Her career bridges international beauty pageants with a strong academic background in international relations, public administration, global affairs, and international cooperation. She is also known as a television presenter in Guatemala and founder of the educational project *Escuela de la Libertad*.

== Biography ==
Virginia Argueta was born in Jalpatagua, Jutiapa, Guatemala, on 13 October 1994. From an early age, she excelled academically, frequently appearing on the honor roll.

In 2016, she was crowned Miss Guatemala and represented the country at Miss Universe 2016 in Manila, Philippines. During the event, a costume mishap prevented her from appearing in the National Costume competition, although this did not affect her overall participation.

In 2017, she won the Miss World Guatemala title and competed in Miss World 2017 in Sanya, China, where she placed in the Top 40 among 120 contestants.

== Personal life ==
She is the daughter of Elmer Alejandro Argueta Barrientos, a merchant and former mayor of Jalpatagua, and Norma Virginia Hernández Suárez, a schoolteacher and director in Jalpatagua originally from Villa Canales. She was raised alongside her brother, Omar Alejandro Argueta Hernández, with the support of her maternal grandmother Enma Yolanda Suárez Díaz.

She describes her family as close-knit, with Christian values and conservative principles.

== Education ==
Argueta holds a Bachelor’s degree in International Relations, a Postgraduate specialization in Foreign Trade Management, a Master’s in Public Administration (MBA), and a Master’s in Global Affairs. Her studies have focused on public administration, international trade, multilateral relations, and development cooperation.

== Career ==

=== Media and presenting ===
Argueta works as a television presenter and news anchor for the Guatemalan media outlet *República*, where she covers politics, economics, sustainability, and international affairs. She is recognized for her high-level analysis and verified reporting.

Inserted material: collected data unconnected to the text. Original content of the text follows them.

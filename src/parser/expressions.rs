//! Expression parsing implementation
//!
//! This module handles parsing of routine expressions using one method per
//! precedence level, from assignment down to primary expressions.
//!
//! # Supported Expressions
//!
//! - Literals: numbers, strings, booleans, `null`, `undefined`
//! - Array and object literals, including spread elements and shorthand keys
//! - Binary operators: arithmetic, `**`, comparison, `in`, logical, `??`
//! - Unary operators: `-`, `+`, `!`, `typeof`, `++`, `--`
//! - Postfix: `[]`, `.`, `()`, `++`, `--`
//! - Ternary: `? :`
//! - Construction: `new Array(n)`, `new Object()`
//!
//! # Precedence (lowest to highest)
//!
//! ```text
//! assignment < ternary < || ?? < && < equality < relational < additive
//!            < multiplicative < ** < unary < postfix < primary
//! ```
//!
//! All parsing methods are implemented as `pub(crate)` methods on the [`Parser`] struct.

use crate::parser::ast::*;
use crate::parser::lexer::Token;
use crate::parser::parse::{ParseError, Parser};
//! Rewriting recursive call sites to pass trace context

use crate::instrument::scan::{is_ident_byte, CodeMap};
use crate::instrument::splitter::{is_tracking_argument, split_parameters};
use crate::interpreter::constants::{DEPTH_PARAM, NODE_VAR};

/// Rewrite every direct call of `entry` in `code` to pass the next depth and
/// the caller's trace node as trailing arguments.
///
/// Tracking arguments already present are dropped before the new ones are
/// appended, so rewriting is idempotent. When `arity` is known, calls are
/// padded with `undefined` (or truncated) to that many user arguments so
/// the tracking arguments bind to the tracking parameters. Argument text is
/// rewritten recursively, so `fn(fn(n - 1))` has both calls rewritten.
///
/// Calls inside strings or comments, member calls (`obj.fn(`) and the
/// routine's own declaration header are left alone, as is a call whose
/// parentheses never balance.
pub fn rewrite_recursive_calls(code: &str, entry: &str, arity: Option<usize>) -> String {
    if entry.is_empty() {
        return code.to_string();
    }

    let map = CodeMap::new(code);
    let mut out = String::with_capacity(code.len() + 64);
    let mut copied = 0;
    let mut cursor = 0;

    while let Some(offset) = code[cursor..].find(entry) {
        let start = cursor + offset;
        let end = start + entry.len();
        cursor = end;

        let Some(open) = call_open_paren(&map, code, start, end) else {
            continue;
        };
        let Some(close) = map.matching_close(open) else {
            continue;
        };

        let inner = rewrite_recursive_calls(&code[open + 1..close], entry, arity);
        let mut args: Vec<String> = split_parameters(&inner)
            .into_iter()
            .filter(|arg| !is_tracking_argument(arg))
            .collect();

        let has_spread = args.iter().any(|arg| arg.starts_with("..."));
        if let (Some(arity), false) = (arity, has_spread) {
            args.resize(arity, "undefined".to_string());
        }
        args.push(format!("{} + 1", DEPTH_PARAM));
        args.push(NODE_VAR.to_string());

        out.push_str(&code[copied..start]);
        out.push_str(entry);
        out.push('(');
        out.push_str(&args.join(", "));
        out.push(')');

        copied = close + 1;
        cursor = close + 1;
    }

    out.push_str(&code[copied..]);
    out
}

/// If `entry` at `start..end` is a direct call, the index of its `(`
fn call_open_paren(map: &CodeMap, code: &str, start: usize, end: usize) -> Option<usize> {
    if !map.is_code(start) {
        return None;
    }
    if map.byte(end).is_some_and(is_ident_byte) {
        return None;
    }

    if let Some((prev_index, prev)) = map.previous_significant(start) {
        if is_ident_byte(prev) && prev_index + 1 == start {
            return None;
        }
        if prev == b'.' {
            return None;
        }
        // `function fn(` is the declaration, not a call
        if code[..=prev_index].ends_with("function") {
            let keyword_start = prev_index + 1 - "function".len();
            if keyword_start == 0 || !map.byte(keyword_start - 1).is_some_and(is_ident_byte) {
                return None;
            }
        }
    }

    let open = map.skip_whitespace(end);
    (map.byte(open) == Some(b'(')).then_some(open)
}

=== Modeling and pageantry ===
Her Miss Guatemala title launched her career in modeling and communication. Following her international representation, she walked at Los Angeles Fashion Week and has appeared in fashion events in Phoenix, New York, Miami, and Los Angeles. She collaborated with the Los Angeles luxury fashion house *For The Stars Fashion House*, known for dressing celebrities such as Nicki Minaj, Paris Hilton, Britney Spears, Christina Aguilera, Gwen Stefani, Thalía, Jennifer Lopez, and Carrie Underwood.

She has also served as a judge at beauty pageants, including Miss Guatemala USA, and has given interviews to international media outlets such as Univision and Telemundo.

=== Institutional work ===
Argueta has worked with the Secretaría de Integración Económica Centroamericana (SIECA) and the Congress of the Republic of Guatemala, focusing on international cooperation and project management. These roles helped strengthen her expertise in regional integration, development, and public policy.

=== Sports and coaching ===
She has practiced skating, basketball, gym training, and indoor cycling. She currently works as an indoor cycling coach, combining her athletic experience with community-building.

=== Social impact and volunteer work ===
Argueta has supported organizations dedicated to children’s welfare, including Anini in Guatemala and the U.S.-based nonprofit *Love & Care for Our Children*.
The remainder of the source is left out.